When I sat down to write PATRIOT, the old advice ‘write what you know’ came to mind and I realised what I knew was wilderness travel, cedar canoes and adventure.
I’ve spent most of my life looking for adventure, figuring out a way to live it and then writing about the experience in true-life adventure travel books and magazine articles. So when, after spending 16 years writing non-fiction, I decided to turn to writing fiction, the choice was obvious. I’d write the kind of book I Iove to read; an action thriller. The added bonus? Not only could I find another way to write about the exciting places I’ve been to and things I’ve experienced, but I could also invent a few more adventures I haven’t got round to yet. And maybe – maybe – get an excuse to do a few more crazy things (all in the interests of ‘research’, you know).

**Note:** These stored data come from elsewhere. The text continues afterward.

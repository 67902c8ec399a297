//! Worker fleet supervision
//!
//! Launches the configured worker processes (or attaches to ones already
//! running), waits for them to answer health checks, routes tool calls to the
//! ready ones, and tears everything down on shutdown.

pub mod error;
pub mod events;
pub mod launcher;
pub mod manager;
pub mod messages;
pub mod output;
pub mod prober;
pub mod readiness;
pub mod router;
pub mod transport;
pub mod worker;

pub use error::FleetError;
pub use events::FleetEvent;
pub use manager::{CallPolicy, FleetManager, FleetPhase, empty_result};
pub use readiness::ReadinessSummary;
pub use transport::{HttpTransport, TransportError, TransportResponse, WorkerTransport};
pub use worker::{WorkerInfo, WorkerSpec, WorkerStatus};

#[cfg(test)]
pub(crate) mod testutil {
    use std::path::{Path, PathBuf};

    use super::worker::WorkerSpec;
    use crate::config::FleetConfig;

    /// Write a shell script run through `sh`, so no exec bit is needed
    pub fn write_script(dir: &Path, name: &str, body: &str) -> PathBuf {
        let path = dir.join(name);
        std::fs::write(&path, format!("#!/bin/sh\n{}\n", body)).unwrap();
        path
    }

    pub fn script_spec(name: &str, script: &Path, port: u16) -> WorkerSpec {
        WorkerSpec::new(name, script, port).with_interpreter("sh", &[])
    }

    /// Fleet config with short timings against 127.0.0.1
    pub fn test_config(workers: Vec<WorkerSpec>) -> FleetConfig {
        FleetConfig {
            host: "127.0.0.1".to_string(),
            workers,
            health_timeout_ms: 50,
            call_timeout_ms: 500,
            readiness_rounds: 5,
            readiness_delay_ms: 20,
            startup_grace_ms: 100,
            output_capture_timeout_ms: 500,
            shutdown_timeout_ms: 2000,
            ..FleetConfig::default()
        }
    }
}
//! Per-node binary-protocol sessions: TLS dial, SASL authentication, HELLO
//! feature negotiation, opcode pipelining, server-push handling, and the
//! collections-id resolver layered on top of a session.

mod auth;
mod collections;
mod error;
mod hello;
mod negotiate;
mod session;
mod transport;

pub use auth::Credentials;
pub use collections::CollectionsResolver;
pub use error::Error;
pub use hello::{Feature, NegotiatedFeatures, ADVERTISED_FEATURES};
pub use negotiate::{ErrorMap, ErrorMapEntry, ErrorMapRetry};
pub use session::{OrphanHandler, OrphanedResponseInfo, PushEvent, Session, SessionState};
pub use transport::{connect, default_tls_config, Connection};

As the first in my new series of ‘Brooke Kinley Adventures’, PATRIOT is, in part, based on my own experience of leading an award-winning canoe expedition in a remote part of Canada. I travelled with just my First Nations guide, Jean Pierre, through some of the harshest country in North America. This real-life adventure became my travel memoir Lost Lands, Forgotten Stories, published by HarperCollins and Eye Books and then, several years later, it also became the inspiration for the ‘action’ in my adventure thriller.

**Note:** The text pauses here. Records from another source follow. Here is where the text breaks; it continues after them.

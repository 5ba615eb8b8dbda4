use crate::session::Session;
use crate::Error;
use bytes::Bytes;
use std::collections::HashMap;
use std::sync::atomic::{AtomicU64, Ordering};
use std::sync::Mutex;
use std::time::Duration;
use waypoint_wire::{DataType, Frame, FramingExtras, Magic, Opcode, Status};

/// Per-bucket `(scope, collection) -> collection_uid` cache, tagged with the
/// manifest uid it was resolved against. Resolution issues `GET_COLLECTION_ID`
/// on any READY session for the bucket; the cache is invalidated wholesale
/// when a KV response reports `unknown_collection` with a manifest uid newer
/// than the one currently held.
pub struct CollectionsResolver {
    manifest_uid: AtomicU64,
    cache: Mutex<HashMap<(String, String), u32>>,
}

impl CollectionsResolver {
    pub fn new() -> Self {
        CollectionsResolver {
            manifest_uid: AtomicU64::new(0),
            cache: Mutex::new(HashMap::new()),
        }
    }

    /// A cached id for `(scope, collection)`, if any. Entries are never
    /// individually stale: the whole cache is cleared on invalidation
    /// instead, so a hit here is always valid for the currently held
    /// manifest uid.
    pub fn cached(&self, scope: &str, collection: &str) -> Option<u32> {
        self.cache
            .lock()
            .unwrap()
            .get(&(scope.to_string(), collection.to_string()))
            .copied()
    }

    pub fn manifest_uid(&self) -> u64 {
        self.manifest_uid.load(Ordering::Acquire)
    }

    /// Resolve `(scope, collection)` to a numeric id, consulting the cache
    /// first and otherwise issuing `GET_COLLECTION_ID` on `session`.
    #[tracing::instrument(skip(self, session))]
    pub async fn resolve(
        &self,
        session: &Session,
        scope: &str,
        collection: &str,
        timeout: Duration,
    ) -> Result<u32, Error> {
        if let Some(id) = self.cached(scope, collection) {
            return Ok(id);
        }

        let path = format!("{scope}.{collection}");
        let frame = Frame {
            magic: Magic::Request,
            opcode: Opcode::GetCollectionId,
            data_type: DataType::empty(),
            vbucket_or_status: 0,
            opaque: 0,
            cas: 0,
            framing_extras: FramingExtras::default(),
            extras: Bytes::new(),
            key: Bytes::copy_from_slice(path.as_bytes()),
            value: Bytes::new(),
        };
        let response = session.send(frame, timeout).await?;

        match response.status() {
            Status::Success => {
                // Extras: 8-byte manifest uid, 4-byte collection id.
                if response.extras.len() < 12 {
                    return Err(Error::MalformedCollectionResponse);
                }
                let manifest_uid = u64::from_be_bytes(response.extras[0..8].try_into().unwrap());
                let collection_id = u32::from_be_bytes(response.extras[8..12].try_into().unwrap());
                self.observe_manifest_uid(manifest_uid);
                self.cache
                    .lock()
                    .unwrap()
                    .insert((scope.to_string(), collection.to_string()), collection_id);
                Ok(collection_id)
            }
            _ => Err(Error::CollectionNotFound {
                scope: scope.to_string(),
                collection: collection.to_string(),
            }),
        }
    }

    /// Called when a KV response reports `unknown_collection` carrying
    /// `new_uid`. Clears every cache entry for this bucket if `new_uid` is
    /// strictly newer than the held manifest uid; returns whether it did.
    pub fn invalidate_if_outdated(&self, new_uid: u64) -> bool {
        let current = self.manifest_uid.load(Ordering::Acquire);
        if new_uid > current {
            self.manifest_uid.store(new_uid, Ordering::Release);
            self.cache.lock().unwrap().clear();
            tracing::debug!(new_uid, "collections cache invalidated by newer manifest uid");
            true
        } else {
            false
        }
    }

    fn observe_manifest_uid(&self, uid: u64) {
        let mut current = self.manifest_uid.load(Ordering::Acquire);
        while uid > current {
            match self.manifest_uid.compare_exchange_weak(
                current,
                uid,
                Ordering::AcqRel,
                Ordering::Acquire,
            ) {
                Ok(_) => break,
                Err(actual) => current = actual,
            }
        }
    }
}

impl Default for CollectionsResolver {
    fn default() -> Self {
        CollectionsResolver::new()
    }
}

#[cfg(test)]
mod tests {
    use super::*;

    #[test]
    fn cache_starts_empty_and_manifest_uid_starts_at_zero() {
        let resolver = CollectionsResolver::new();
        assert_eq!(resolver.cached("_default", "_default"), None);
        assert_eq!(resolver.manifest_uid(), 0);
    }

    #[test]
    fn invalidation_only_clears_on_strictly_newer_uid() {
        let resolver = CollectionsResolver::new();
        resolver.observe_manifest_uid(5);
        resolver
            .cache
            .lock()
            .unwrap()
            .insert(("_default".into(), "widgets".into()), 9);

        assert!(!resolver.invalidate_if_outdated(5));
        assert_eq!(resolver.cached("_default", "widgets"), Some(9));

        assert!(resolver.invalidate_if_outdated(6));
        assert_eq!(resolver.cached("_default", "widgets"), None);
        assert_eq!(resolver.manifest_uid(), 6);
    }
}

My expedition set out to retrace the first ever journey (by a European) across Labrador, in eastern Canada. With just over 113,000 sq miles of country and a tiny population of around 40,000, Labrador today is not much different to when the explorer Mina Hubbard crossed it by canoe, from south to north, in 1905. Mina herself was completing a journey that had killed her husband Leonidas during his attempt three years earlier and her success – largely due to her team of three local Metis guides -made headlines around the world.
Mina, and those like her are my inspiration and so when I began to plan my action thriller, it was obvious that one of the main characters should be a no-nonsense, go-getting woman. Step forward Brooke Kinley. Before you ask if she is like me, let me say clearly that I wish I was like her. Brooke isn’t fazed by anything, whether it’s running rapids in the wilderness, of asking questions at the Pentagon. Plus, she’s much taller than me! She can also start a fire in a rainstorm and knows how to deal with inquisitive bears.

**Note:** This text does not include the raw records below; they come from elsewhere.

use crate::bucket::BucketHandle;
use crate::cluster::Cluster;
use crate::model::{Cas, DocumentId, EncodedValue};
use serde::{Deserialize, Serialize};
use std::sync::Arc;
use std::time::Duration;
use waypoint_txn::{
    AtrEntry, Cas as TxnCas, DocId, StagedMutation, StagedOpKind, StoreError, StoredDocument,
    TransactionalXattr,
};

/// [`waypoint_txn::DocumentStore`] over the live KV layer. Real extended
/// attributes and subdoc multi-mutation packets are a substantial wire
/// surface of their own (see `waypoint-wire/src/header.rs`'s note that
/// per-opcode encoders are an external collaborator); this adapter instead
/// wraps every document's body in a small JSON envelope carrying the
/// transactional xattr alongside the real content, so staged documents are
/// visible to a plain `get` (a real core would hide them) -- a deliberate
/// simplification recorded in DESIGN.md.
pub struct WireDocumentStore {
    cluster: Arc<Cluster>,
}

impl WireDocumentStore {
    pub fn new(cluster: Arc<Cluster>) -> Self {
        WireDocumentStore { cluster }
    }

    async fn bucket(&self, name: &str) -> Result<Arc<BucketHandle>, StoreError> {
        self.cluster
            .bucket(name)
            .await
            .map_err(|e| StoreError::Transport(e.to_string()))
    }

    async fn load_atr(&self, atr: &DocId) -> Result<(Vec<AtrEntry>, Option<Cas>), StoreError> {
        let bucket = self.bucket(&atr.bucket).await?;
        let kv_doc = to_document_id(atr);
        match bucket.get(&kv_doc).await {
            Ok((value, cas)) => {
                let doc: AtrDocument = serde_json::from_slice(&value.bytes).map_err(json_err)?;
                Ok((doc.entries, Some(cas)))
            }
            Err(crate::Error::UnexpectedStatus(waypoint_wire::Status::KeyNotFound)) => {
                Ok((Vec::new(), None))
            }
            Err(other) => Err(store_err(other, StoreError::CasMismatch)),
        }
    }

    async fn mutate_atr(
        &self,
        atr: &DocId,
        mut apply: impl FnMut(&mut Vec<AtrEntry>) -> Result<(), StoreError>,
    ) -> Result<(), StoreError> {
        let bucket = self.bucket(&atr.bucket).await?;
        let kv_doc = to_document_id(atr);

        for _ in 0..8 {
            let (mut entries, cas) = self.load_atr(atr).await?;
            apply(&mut entries)?;
            let bytes = serde_json::to_vec(&AtrDocument { entries }).map_err(json_err)?;
            let result = match cas {
                Some(cas) => bucket.replace(&kv_doc, EncodedValue::json(bytes.into()), cas).await,
                None => bucket.insert(&kv_doc, EncodedValue::json(bytes.into())).await,
            };
            match result {
                Ok((_cas, _token)) => return Ok(()),
                Err(crate::Error::UnexpectedStatus(waypoint_wire::Status::KeyExists)) => continue,
                Err(other) => return Err(store_err(other, StoreError::CasMismatch)),
            }
        }
        Err(StoreError::CasMismatch)
    }
}

#[async_trait::async_trait]
impl waypoint_txn::DocumentStore for WireDocumentStore {
    async fn get(&self, doc: &DocId) -> Result<StoredDocument, StoreError> {
        let bucket = self.bucket(&doc.bucket).await?;
        let kv_doc = to_document_id(doc);
        let (value, cas) = bucket
            .get(&kv_doc)
            .await
            .map_err(|e| store_err(e, StoreError::CasMismatch))?;
        let envelope: Envelope = serde_json::from_slice(&value.bytes).map_err(json_err)?;
        let content = envelope.content.ok_or(StoreError::NotFound)?;
        Ok(StoredDocument {
            content,
            cas: TxnCas(cas.0),
            txn_xattr: envelope.txn.map(StoredXattr::into_xattr),
        })
    }

    async fn get_atr_entry(
        &self,
        atr: &DocId,
        attempt_id: &str,
    ) -> Result<Option<AtrEntry>, StoreError> {
        let (entries, _) = self.load_atr(atr).await?;
        Ok(entries.into_iter().find(|e| e.attempt_id == attempt_id))
    }

    async fn list_atr_entries(&self, atr: &DocId) -> Result<Vec<AtrEntry>, StoreError> {
        let (entries, _) = self.load_atr(atr).await?;
        Ok(entries)
    }

    async fn insert_atr_entry(&self, atr: &DocId, entry: &AtrEntry) -> Result<(), StoreError> {
        let entry = entry.clone();
        self.mutate_atr(atr, move |entries| {
            if entries.iter().any(|e| e.attempt_id == entry.attempt_id) {
                return Err(StoreError::AlreadyExists);
            }
            entries.push(entry.clone());
            Ok(())
        })
        .await
    }

    async fn update_atr_entry(&self, atr: &DocId, entry: &AtrEntry) -> Result<(), StoreError> {
        let entry = entry.clone();
        self.mutate_atr(atr, move |entries| {
            let slot = entries
                .iter_mut()
                .find(|e| e.attempt_id == entry.attempt_id)
                .ok_or(StoreError::NotFound)?;
            *slot = entry.clone();
            Ok(())
        })
        .await
    }

    async fn stage_mutation(
        &self,
        doc: &DocId,
        xattr: &TransactionalXattr,
        expected_cas: Option<TxnCas>,
    ) -> Result<TxnCas, StoreError> {
        let bucket = self.bucket(&doc.bucket).await?;
        let kv_doc = to_document_id(doc);
        let stored_xattr = StoredXattr::from_xattr(xattr);

        match expected_cas {
            None => {
                let envelope = Envelope {
                    content: None,
                    txn: Some(stored_xattr),
                };
                let bytes = serde_json::to_vec(&envelope).map_err(json_err)?;
                let (cas, _token) = bucket
                    .insert(&kv_doc, EncodedValue::json(bytes.into()))
                    .await
                    .map_err(|e| store_err(e, StoreError::AlreadyExists))?;
                Ok(TxnCas(cas.0))
            }
            Some(expected) => {
                let (current, live_cas) = bucket
                    .get(&kv_doc)
                    .await
                    .map_err(|e| store_err(e, StoreError::CasMismatch))?;
                if live_cas.0 != expected.0 {
                    return Err(StoreError::CasMismatch);
                }
                let current: Envelope = serde_json::from_slice(&current.bytes).map_err(json_err)?;
                let envelope = Envelope {
                    content: current.content,
                    txn: Some(stored_xattr),
                };
                let bytes = serde_json::to_vec(&envelope).map_err(json_err)?;
                let (cas, _token) = bucket
                    .replace(&kv_doc, EncodedValue::json(bytes.into()), live_cas)
                    .await
                    .map_err(|e| store_err(e, StoreError::CasMismatch))?;
                Ok(TxnCas(cas.0))
            }
        }
    }

    async fn unstage_mutation(&self, mutation: &StagedMutation) -> Result<(), StoreError> {
        let bucket = self.bucket(&mutation.doc.bucket).await?;
        let kv_doc = to_document_id(&mutation.doc);
        let (_, live_cas) = bucket
            .get(&kv_doc)
            .await
            .map_err(|e| store_err(e, StoreError::CasMismatch))?;

        match mutation.kind {
            StagedOpKind::Remove => {
                bucket
                    .remove(&kv_doc, live_cas)
                    .await
                    .map_err(|e| store_err(e, StoreError::CasMismatch))?;
            }
            StagedOpKind::Insert | StagedOpKind::Replace => {
                let envelope = Envelope {
                    content: mutation.staged_content.clone(),
                    txn: None,
                };
                let bytes = serde_json::to_vec(&envelope).map_err(json_err)?;
                bucket
                    .replace(&kv_doc, EncodedValue::json(bytes.into()), live_cas)
                    .await
                    .map_err(|e| store_err(e, StoreError::CasMismatch))?;
            }
        }
        Ok(())
    }

    async fn revert_mutation(&self, mutation: &StagedMutation) -> Result<(), StoreError> {
        let bucket = self.bucket(&mutation.doc.bucket).await?;
        let kv_doc = to_document_id(&mutation.doc);

        match mutation.kind {
            StagedOpKind::Insert => match bucket.get(&kv_doc).await {
                Ok((_, live_cas)) => {
                    bucket
                        .remove(&kv_doc, live_cas)
                        .await
                        .map_err(|e| store_err(e, StoreError::CasMismatch))?;
                }
                Err(crate::Error::UnexpectedStatus(waypoint_wire::Status::KeyNotFound)) => {}
                Err(other) => return Err(store_err(other, StoreError::CasMismatch)),
            },
            StagedOpKind::Replace | StagedOpKind::Remove => {
                let (current, live_cas) = bucket
                    .get(&kv_doc)
                    .await
                    .map_err(|e| store_err(e, StoreError::CasMismatch))?;
                let mut envelope: Envelope =
                    serde_json::from_slice(&current.bytes).map_err(json_err)?;
                envelope.txn = None;
                let bytes = serde_json::to_vec(&envelope).map_err(json_err)?;
                bucket
                    .replace(&kv_doc, EncodedValue::json(bytes.into()), live_cas)
                    .await
                    .map_err(|e| store_err(e, StoreError::CasMismatch))?;
            }
        }
        Ok(())
    }

    async fn query(
        &self,
        statement: &str,
        txid: &str,
        txtimeout: Duration,
    ) -> Result<serde_json::Value, StoreError> {
        self.cluster
            .query_in_transaction(statement, txid, txtimeout)
            .await
            .map_err(|e| StoreError::Query(e.to_string()))
    }
}

#[derive(Serialize, Deserialize, Default)]
struct AtrDocument {
    entries: Vec<AtrEntry>,
}

#[derive(Serialize, Deserialize)]
struct Envelope {
    content: Option<serde_json::Value>,
    txn: Option<StoredXattr>,
}

#[derive(Serialize, Deserialize, Clone)]
struct StoredXattr {
    transaction_id: String,
    attempt_id: String,
    atr: DocId,
    operation: StagedOpKind,
    staged_content: Option<serde_json::Value>,
}

impl StoredXattr {
    fn from_xattr(xattr: &TransactionalXattr) -> Self {
        StoredXattr {
            transaction_id: xattr.transaction_id.clone(),
            attempt_id: xattr.attempt_id.clone(),
            atr: xattr.atr.clone(),
            operation: xattr.operation,
            staged_content: xattr.staged_content.clone(),
        }
    }

    fn into_xattr(self) -> TransactionalXattr {
        TransactionalXattr {
            transaction_id: self.transaction_id,
            attempt_id: self.attempt_id,
            atr: self.atr,
            operation: self.operation,
            staged_content: self.staged_content,
        }
    }
}

fn to_document_id(doc: &DocId) -> DocumentId {
    DocumentId::in_collection(
        doc.bucket.clone(),
        doc.scope.clone(),
        doc.collection.clone(),
        doc.key.clone(),
    )
}

fn store_err(err: crate::Error, conflict_for_key_exists: StoreError) -> StoreError {
    match err {
        crate::Error::UnexpectedStatus(waypoint_wire::Status::KeyNotFound) => StoreError::NotFound,
        crate::Error::UnexpectedStatus(waypoint_wire::Status::KeyExists) => {
            conflict_for_key_exists
        }
        crate::Error::UnexpectedStatus(waypoint_wire::Status::Locked) => StoreError::Locked,
        other => StoreError::Transport(other.to_string()),
    }
}

fn json_err(err: serde_json::Error) -> StoreError {
    StoreError::Transport(err.to_string())
}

I saw a few of those on my trip through Labrador and a wolf tracked us for a while, but of course unlike Brooke, I didn’t find bodies in the forest, or uncover a plot against America. What a great canvas Labrador is though! A place that big and that empty; well, it’s ideal for letting a writer’s imagination run wild and I have the advantage of knowing what the place feels like, smells like and tastes like. I know all about the swarms of bugs, the water that feels colder than ice, the scent of pine and spruce in the unpolluted air and a landscape that is so inhospitable, the only realistic way to cross it (except in winter) is by canoe.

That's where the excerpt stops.